But we won. We beat the machine. That gave me the feeling that anything
was possible.
“I’m grateful to my grandfather, because who knows
what would have happened to me? If you grow up knowing you’re
going to inherit a billion, it could mess up your view of the world,
of life, distort it terribly.” (By the way, MacArthur favors
a steep inheritance tax).
MacArthur’s journalistic career got a boost while he was
still an undergraduate. In 1978, Columbia’s Episcopal chaplain
Bill Starr invited Harper’s editor Lewis Lapham to speak at
Barnard. “I went with the idea of covering it for Spectator,”
MacArthur recalls. “I see this guy in a fancy suit, impeccable
WASP, upper-class credentials. The perfect voice, the perfect sort
of appearance. And he said the most radical things I’ve heard
an editor say.”
Lapham told the audience that journalism is corrupt. “He
said, ‘The Washington Post is not a citadel of virtue.
It pulled in its horns since Watergate. It’s embarrassed about
Watergate.’ … He talked about how the press covered
up for the Kennedys.
“[Lapham’s] instincts were contrarian, anti-authoritarian,
anti-establishment.

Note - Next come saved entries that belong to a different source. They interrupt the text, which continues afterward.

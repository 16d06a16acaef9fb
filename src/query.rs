//! Search criteria, result shaping, and the schema-aware query rewrite.

use crate::{
    analyzer::{Analyzer, FieldAnalyzerSelector},
    error::{Error, Result},
    value::{fields as meta, Document},
};

pub const DEFAULT_TOP_N: usize = 100_000;
pub const DEFAULT_ITEMS_PER_PAGE: usize = 10;

/// What to search for and how to page it.
#[derive(Debug, Clone)]
pub struct SearchCriteria {
    /// Query string; empty or `*:*` matches everything.
    pub query: String,
    /// Top-level sortable field to order by, with an optional leading
    /// `-` for descending. Blank means relevance order.
    pub sort_by_field: Option<String>,
    pub top_n: usize,
    pub items_per_page: usize,
    pub page_number: usize,
}

impl Default for SearchCriteria {
    fn default() -> Self {
        SearchCriteria {
            query: String::new(),
            sort_by_field: None,
            top_n: DEFAULT_TOP_N,
            items_per_page: DEFAULT_ITEMS_PER_PAGE,
            page_number: 1,
        }
    }
}

impl SearchCriteria {
    pub fn with_query(query: impl Into<String>) -> Self {
        SearchCriteria {
            query: query.into(),
            ..Default::default()
        }
    }

    pub(crate) fn validate(&self) -> Result<()> {
        if self.top_n == 0 {
            return Err(Error::invalid("topN must be positive"));
        }
        if self.items_per_page == 0 {
            return Err(Error::invalid("itemsPerPage must be positive"));
        }
        if self.page_number == 0 {
            return Err(Error::invalid("pageNumber must be positive"));
        }
        Ok(())
    }

    pub(crate) fn sort_spec(&self) -> Option<SortSpec> {
        let raw = self.sort_by_field.as_deref()?.trim();
        if raw.is_empty() {
            return None;
        }
        match raw.strip_prefix('-') {
            Some(field) => Some(SortSpec {
                field: field.to_string(),
                descending: true,
            }),
            None => Some(SortSpec {
                field: raw.to_string(),
                descending: false,
            }),
        }
    }
}

#[derive(Debug, Clone, PartialEq, Eq)]
pub(crate) struct SortSpec {
    pub field: String,
    pub descending: bool,
}

/// A page of hits plus the paging math around it.
#[derive(Debug)]
pub struct SearchResult {
    pub query: String,
    pub sort_by_field: Option<String>,
    pub top_n: usize,
    pub items_per_page: usize,
    pub page_number: usize,
    /// Number of items in this page's window.
    pub hit_count: usize,
    /// Total matches reported by the index.
    pub total_hit_count: usize,
    pub page_count: usize,
    pub items: Vec<Document>,
}

/// The window of hit indices for one page, clipped to the selected set.
pub(crate) fn page_window(criteria: &SearchCriteria, selected: usize) -> std::ops::Range<usize> {
    let start = (criteria.page_number - 1).saturating_mul(criteria.items_per_page);
    let end = (start + criteria.items_per_page).min(selected);
    start.min(selected)..end
}

pub(crate) fn page_count(criteria: &SearchCriteria, total: usize) -> usize {
    let selected = total.min(criteria.top_n);
    selected.div_ceil(criteria.items_per_page)
}

/// Rewrite `field:` prefixes onto the JSON fields that actually carry
/// them, per the analyzer selector: tokenized fields to `tok.`, verbatim
/// fields to `raw.`. `_id` and `_full_text` are concrete index fields
/// and pass through, as does anything inside double quotes.
pub(crate) fn rewrite_query(query: &str, selector: &FieldAnalyzerSelector) -> String {
    let chars: Vec<char> = query.chars().collect();
    let mut out = String::with_capacity(query.len() + 16);
    let mut in_quotes = false;
    let mut prev: Option<char> = None;
    let mut i = 0;

    while i < chars.len() {
        let c = chars[i];
        if c == '"' {
            in_quotes = !in_quotes;
            out.push(c);
            prev = Some(c);
            i += 1;
            continue;
        }
        let token_start = matches!(prev, None | Some(' ' | '\t' | '(' | '+' | '-' | '!'));
        if !in_quotes && token_start && (c.is_alphanumeric() || c == '_') {
            let start = i;
            while i < chars.len()
                && (chars[i].is_alphanumeric() || chars[i] == '_' || chars[i] == '.')
            {
                i += 1;
            }
            let word: String = chars[start..i].iter().collect();
            if i < chars.len() && chars[i] == ':' {
                match json_field_for(&word, selector) {
                    Some(json_field) => {
                        out.push_str(json_field);
                        out.push('.');
                        out.push_str(&word);
                    }
                    None => out.push_str(&word),
                }
                out.push(':');
                i += 1;
            } else {
                out.push_str(&word);
            }
            prev = out.chars().last();
            continue;
        }
        out.push(c);
        prev = Some(c);
        i += 1;
    }
    out
}

fn json_field_for(name: &str, selector: &FieldAnalyzerSelector) -> Option<&'static str> {
    if name == meta::ID || name == meta::FULL_TEXT {
        return None;
    }
    match selector.select(name) {
        Analyzer::FullText => Some("tok"),
        Analyzer::Keyword => Some("raw"),
    }
}

#[cfg(test)]
mod tests {
    use std::sync::Arc;

    use parking_lot::RwLock;

    use super::*;
    use crate::schema::{DataType, Schema};

    fn selector() -> FieldAnalyzerSelector {
        let mut schema = Schema::new("t");
        schema
            .add_or_get("title", "title", DataType::Text, true)
            .unwrap();
        schema
            .add_or_get("count", "count", DataType::Number, true)
            .unwrap();
        let author = schema
            .add_or_get("author", "author", DataType::Object, false)
            .unwrap();
        author
            .object_schema_mut()
            .add_or_get("name", "author.name", DataType::Text, false)
            .unwrap();
        FieldAnalyzerSelector::new(Arc::new(RwLock::new(schema)))
    }

    #[test]
    fn defaults_match_contract() {
        let criteria = SearchCriteria::default();
        assert_eq!(criteria.top_n, 100_000);
        assert_eq!(criteria.items_per_page, 10);
        assert_eq!(criteria.page_number, 1);
        criteria.validate().unwrap();
    }

    #[test]
    fn non_positive_paging_is_rejected() {
        for broken in [
            SearchCriteria {
                top_n: 0,
                ..Default::default()
            },
            SearchCriteria {
                items_per_page: 0,
                ..Default::default()
            },
            SearchCriteria {
                page_number: 0,
                ..Default::default()
            },
        ] {
            assert!(matches!(
                broken.validate(),
                Err(Error::InvalidArgument(_))
            ));
        }
    }

    #[test]
    fn sort_spec_parses_descending_prefix() {
        let mut criteria = SearchCriteria::default();
        assert_eq!(criteria.sort_spec(), None);

        criteria.sort_by_field = Some("  ".into());
        assert_eq!(criteria.sort_spec(), None);

        criteria.sort_by_field = Some("count".into());
        assert_eq!(
            criteria.sort_spec(),
            Some(SortSpec {
                field: "count".into(),
                descending: false
            })
        );

        criteria.sort_by_field = Some("-count".into());
        assert_eq!(
            criteria.sort_spec(),
            Some(SortSpec {
                field: "count".into(),
                descending: true
            })
        );
    }

    #[test]
    fn window_math() {
        let criteria = SearchCriteria {
            items_per_page: 10,
            page_number: 3,
            ..Default::default()
        };
        assert_eq!(page_window(&criteria, 25), 20..25);
        assert_eq!(page_window(&criteria, 50), 20..30);
        assert_eq!(page_window(&criteria, 5), 5..5);
        assert_eq!(page_count(&criteria, 25), 3);
        assert_eq!(page_count(&criteria, 0), 0);

        let capped = SearchCriteria {
            top_n: 12,
            items_per_page: 10,
            ..Default::default()
        };
        assert_eq!(page_count(&capped, 25), 2);
    }

    #[test]
    fn rewrite_routes_by_analyzer() {
        let s = selector();
        assert_eq!(rewrite_query("title:Hello", &s), "tok.title:Hello");
        assert_eq!(rewrite_query("count:3", &s), "raw.count:3");
        assert_eq!(
            rewrite_query("author.name:Ada", &s),
            "tok.author.name:Ada"
        );
        assert_eq!(
            rewrite_query("title:a AND count:3", &s),
            "tok.title:a AND raw.count:3"
        );
    }

    #[test]
    fn rewrite_leaves_reserved_and_bare_terms() {
        let s = selector();
        assert_eq!(rewrite_query("hello world", &s), "hello world");
        assert_eq!(rewrite_query("_id:abc", &s), "_id:abc");
        assert_eq!(rewrite_query("_full_text:abc", &s), "_full_text:abc");
        assert_eq!(
            rewrite_query("__title_null__:1", &s),
            "raw.__title_null__:1"
        );
    }

    #[test]
    fn rewrite_respects_quotes_and_negation() {
        let s = selector();
        assert_eq!(
            rewrite_query("\"title:Hello\"", &s),
            "\"title:Hello\""
        );
        assert_eq!(
            rewrite_query("-title:x +count:2", &s),
            "-tok.title:x +raw.count:2"
        );
        assert_eq!(
            rewrite_query("title:\"hello world\"", &s),
            "tok.title:\"hello world\""
        );
    }

    #[test]
    fn unknown_fields_route_to_tokenizer() {
        let s = selector();
        assert_eq!(rewrite_query("mystery:x", &s), "tok.mystery:x");
    }
}
//! Per-field analyzer selection.
//!
//! The index carries two analyzers: a full-text tokenizer and a verbatim
//! keyword analyzer. Which one applies to a field follows from the live
//! schema; the selector caches its choice per field name and drops the
//! cache whenever the schema's version moves.

use std::collections::HashMap;
use std::sync::Arc;

use parking_lot::{Mutex, RwLock};
use tantivy::{
    tokenizer::{LowerCaser, RemoveLongFilter, SimpleTokenizer, TextAnalyzer},
    Index,
};

use crate::schema::{DataType, Schema};

/// Name of the registered full-text tokenizer.
pub const FULL_TEXT_TOKENIZER: &str = "doc_text";
/// Name of tantivy's built-in verbatim analyzer.
pub const KEYWORD_TOKENIZER: &str = "raw";

#[derive(Debug, Clone, Copy, PartialEq, Eq)]
pub enum Analyzer {
    /// Tokenized, lower-cased full-text analysis.
    FullText,
    /// Whole-value keyword analysis.
    Keyword,
}

pub fn register_tokenizers(index: &Index) {
    let doc_text = TextAnalyzer::builder(SimpleTokenizer::default())
        .filter(RemoveLongFilter::limit(255))
        .filter(LowerCaser)
        .build();
    index.tokenizers().register(FULL_TEXT_TOKENIZER, doc_text);
}

/// Chooses the analyzer for a field name against the live schema.
pub struct FieldAnalyzerSelector {
    schema: Arc<RwLock<Schema>>,
    cache: Mutex<AnalyzerCache>,
}

#[derive(Default)]
struct AnalyzerCache {
    schema_version: u64,
    choices: HashMap<String, Analyzer>,
}

impl FieldAnalyzerSelector {
    pub fn new(schema: Arc<RwLock<Schema>>) -> Self {
        FieldAnalyzerSelector {
            schema,
            cache: Mutex::new(AnalyzerCache::default()),
        }
    }

    /// The analyzer for a (possibly dotted) field path. Verbatim text,
    /// numbers, timestamps, GUIDs and booleans take the keyword
    /// analyzer; tokenized text and unknown names take the tokenizer.
    pub fn select(&self, path: &str) -> Analyzer {
        // Synthetic sort/group/null names are keyword-matched.
        if path.starts_with("__") && path.ends_with("__") {
            return Analyzer::Keyword;
        }

        let schema = self.schema.read();
        let mut cache = self.cache.lock();
        if cache.schema_version != schema.version() {
            cache.choices.clear();
            cache.schema_version = schema.version();
        }
        if let Some(choice) = cache.choices.get(path) {
            return *choice;
        }

        let choice = match schema.field_by_path(path) {
            Some(field) => {
                let data_type = match field.data_type {
                    DataType::Array => field.array_element_type.unwrap_or(DataType::Null),
                    other => other,
                };
                match data_type {
                    DataType::Text => {
                        if field.is_tokenized {
                            Analyzer::FullText
                        } else {
                            Analyzer::Keyword
                        }
                    }
                    DataType::Number
                    | DataType::Timestamp
                    | DataType::Guid
                    | DataType::Bool => Analyzer::Keyword,
                    DataType::Null | DataType::Array | DataType::Object => Analyzer::FullText,
                }
            }
            None => Analyzer::FullText,
        };
        cache.choices.insert(path.to_string(), choice);
        choice
    }
}

#[cfg(test)]
mod tests {
    use super::*;

    fn selector_with(build: impl FnOnce(&mut Schema)) -> FieldAnalyzerSelector {
        let mut schema = Schema::new("t");
        build(&mut schema);
        FieldAnalyzerSelector::new(Arc::new(RwLock::new(schema)))
    }

    #[test]
    fn tokenized_text_uses_full_text() {
        let selector = selector_with(|s| {
            s.add_or_get("title", "title", DataType::Text, true).unwrap();
        });
        assert_eq!(selector.select("title"), Analyzer::FullText);
    }

    #[test]
    fn scalars_use_keyword() {
        let selector = selector_with(|s| {
            s.add_or_get("count", "count", DataType::Number, true).unwrap();
            s.add_or_get("when", "when", DataType::Timestamp, true).unwrap();
            s.add_or_get("ref", "ref", DataType::Guid, true).unwrap();
            s.add_or_get("flag", "flag", DataType::Bool, true).unwrap();
        });
        for field in ["count", "when", "ref", "flag", "_id"] {
            assert_eq!(selector.select(field), Analyzer::Keyword, "{field}");
        }
    }

    #[test]
    fn unknown_fields_default_to_full_text() {
        let selector = selector_with(|_| {});
        assert_eq!(selector.select("mystery"), Analyzer::FullText);
    }

    #[test]
    fn synthetic_names_are_keyword() {
        let selector = selector_with(|_| {});
        assert_eq!(selector.select("__title_null__"), Analyzer::Keyword);
    }

    #[test]
    fn cache_follows_schema_version() {
        let schema = Arc::new(RwLock::new(Schema::new("t")));
        let selector = FieldAnalyzerSelector::new(schema.clone());

        assert_eq!(selector.select("count"), Analyzer::FullText);

        schema
            .write()
            .add_or_get("count", "count", DataType::Number, true)
            .unwrap();
        assert_eq!(selector.select("count"), Analyzer::Keyword);
    }
}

Broadly speaking, Lewis is a liberal, not a
conservative, but he has that conservative rigor that we got at
Columbia. I fell in love with the magazine. I loved the literary
side of it.”
Spectator invited Lapham to be a guest speaker at its annual
Blue Pencil Dinner. After that, MacArthur’s only contact with
the magazine was a subscription until, when he was working as a
reporter in Chicago in July 1980, he learned that Harper’s
was going out of business.
“I called my dad from the city room at the Sun-Times.
I said ‘Dad, Harper’s magazine just announced
that it’s folding. Do you think the foundation could bail
it out?’ ” His father agreed to try. “So, we lobbied,
and two weeks later, they voted to save it.”
At first, MacArthur continued working as a reporter on the Sun-Times,
but in 1982, he became publisher of Harper’s. He’d
had the idea of owning a magazine or newspaper since he’d
read A.J. Liebling in college. “Liebling said, ‘Freedom
of the press is guaranteed only to those who own one. If you don’t
have the means to get it out, you can’t do much.’ ”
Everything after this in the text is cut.